His mind was a hundred miles away, Leslie could tell by the look in his eyes—they were smoky blue in the shabby room. White pitiless sunshine streamed in the undraped window. A shade pulled halfway down was flapping gently in the afternoon breeze.
She straightened and walked to the vanity, picked up the shawl to feel the texture of the lace, and saw Sandra McCormick’s locket lying on the dusty wooden table. Ward stretched, languorously, and she noticed the scratches on his face, the ones she hadn’t bothered to ask about when she arrived, because she’d been too caught up in her overwhelming response to him.

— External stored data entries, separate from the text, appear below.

use crate::config::FilterConfig;
use crate::core::forms::FormSetGenerator;
use crate::core::index::BadFormIndex;
use crate::core::types::FormSet;
use crate::error::Result;
use crate::persistence::{load_snapshot, Snapshot, SNAPSHOT_VERSION};
use std::path::Path;
use tracing::{debug, info, warn};

// The engine owns the validated tables and the bad-form index.
// Nothing in here mutates after construction, so it is shared freely across threads.
#[derive(Debug, Clone)]
pub struct FilterEngine {
    config: FilterConfig,
    generator: FormSetGenerator,
    bad_forms: BadFormIndex,
}

impl FilterEngine {
    /// Stock tables and seed words.
    pub fn new() -> Self {
        Self::with_config(FilterConfig::default()).expect("stock configuration is valid")
    }

    pub fn with_config(config: FilterConfig) -> Result<Self> {
        let generator = FormSetGenerator::from_config(&config)?;
        let bad_forms = BadFormIndex::build(&generator, &config.seed_words);
        if bad_forms.is_empty() {
            warn!("bad-form index is empty; every message will pass");
        }
        info!(
            seeds = config.seed_words.len(),
            forms = bad_forms.len(),
            "bad-form index built"
        );
        Ok(Self { config, generator, bad_forms })
    }

    pub fn from_config_file(path: &Path) -> Result<Self> {
        Self::with_config(FilterConfig::load(path)?)
    }

    /// Reuses a snapshot at `path` when it was built from the same config,
    /// otherwise builds the index from scratch. The flag is true when the
    /// snapshot was reused.
    pub fn from_snapshot_or_build(config: FilterConfig, path: &Path) -> Result<(Self, bool)> {
        match load_snapshot(path) {
            Ok(snapshot) if snapshot.config == config => {
                let generator = FormSetGenerator::from_config(&config)?;
                info!(path = %path.display(), forms = snapshot.bad_forms.len(), "loaded bad-form snapshot");
                Ok((Self { config, generator, bad_forms: snapshot.bad_forms }, true))
            }
            Ok(_) => {
                warn!(path = %path.display(), "snapshot was built from a different config, rebuilding");
                Ok((Self::with_config(config)?, false))
            }
            Err(e) => {
                warn!(path = %path.display(), error = %e, "no usable snapshot, rebuilding");
                Ok((Self::with_config(config)?, false))
            }
        }
    }

    /// True when any indexed bad form occurs inside any form of `message`.
    pub fn detect(&self, message: &str) -> bool {
        let forms = self.generator.generate(message);
        let hit = forms.iter().any(|form| self.bad_forms.occurs_in(form));
        if hit {
            debug!(message, "bad word detected");
        }
        hit
    }

    /// Every indexed bad form found in `message`, deduplicated and sorted.
    pub fn find_hits(&self, message: &str) -> Vec<String> {
        let forms = self.generator.generate(message);
        let hits: FormSet = forms
            .iter()
            .flat_map(|form| self.bad_forms.matches_in(form))
            .map(str::to_string)
            .collect();
        hits.into_iter().collect()
    }

    pub fn forms(&self, message: &str) -> FormSet {
        self.generator.generate(message)
    }

    pub fn generator(&self) -> &FormSetGenerator {
        &self.generator
    }

    pub fn bad_forms(&self) -> &BadFormIndex {
        &self.bad_forms
    }

    pub fn config(&self) -> &FilterConfig {
        &self.config
    }

    pub fn snapshot(&self) -> Snapshot {
        Snapshot {
            version: SNAPSHOT_VERSION,
            config: self.config.clone(),
            bad_forms: self.bad_forms.clone(),
        }
    }
}

impl Default for FilterEngine {
    fn default() -> Self {
        Self::new()
    }
}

The intricately engraved Chinese dragon on the gold and enamel locket seemed to glow with a perfect, terrible light.
He had lied to her! Perhaps only indirectly, since she didn’t ask questions…but surely allowing her to believe he didn’t know about Sandra’s disappearance…She picked up the locket and walked to the bed.
Eyes closed, he was still sprawled like some pagan lord, his lean body completely relaxed. Words trembled on her lips, but she dared not speak. How could he answer her? He would either lie or tell the truth. If he said yes, it is Sandra’s, then she would know he had taken her. If he said no, it wasn’t Sandra’s, she would know he was lying to her. Either would be equally damning, because neither was acceptable to her. The room was suddenly cold and tawdry-looking, like she felt. A great place for a quick, meaningless encounter.
Trembling, she cautioned herself to take her lead from him—to keep it light and get the hell out before he inspired her to do anything else stupid.
“Well, sir, was that satisfactory?”
Ward frowned, his eyes narrowed, and one corner of his mouth pulled down. How did he manage to look so damned reserved and sensuous at the same time? It had to be his mouth, the way it could look so kissable and yet so insolent—like now.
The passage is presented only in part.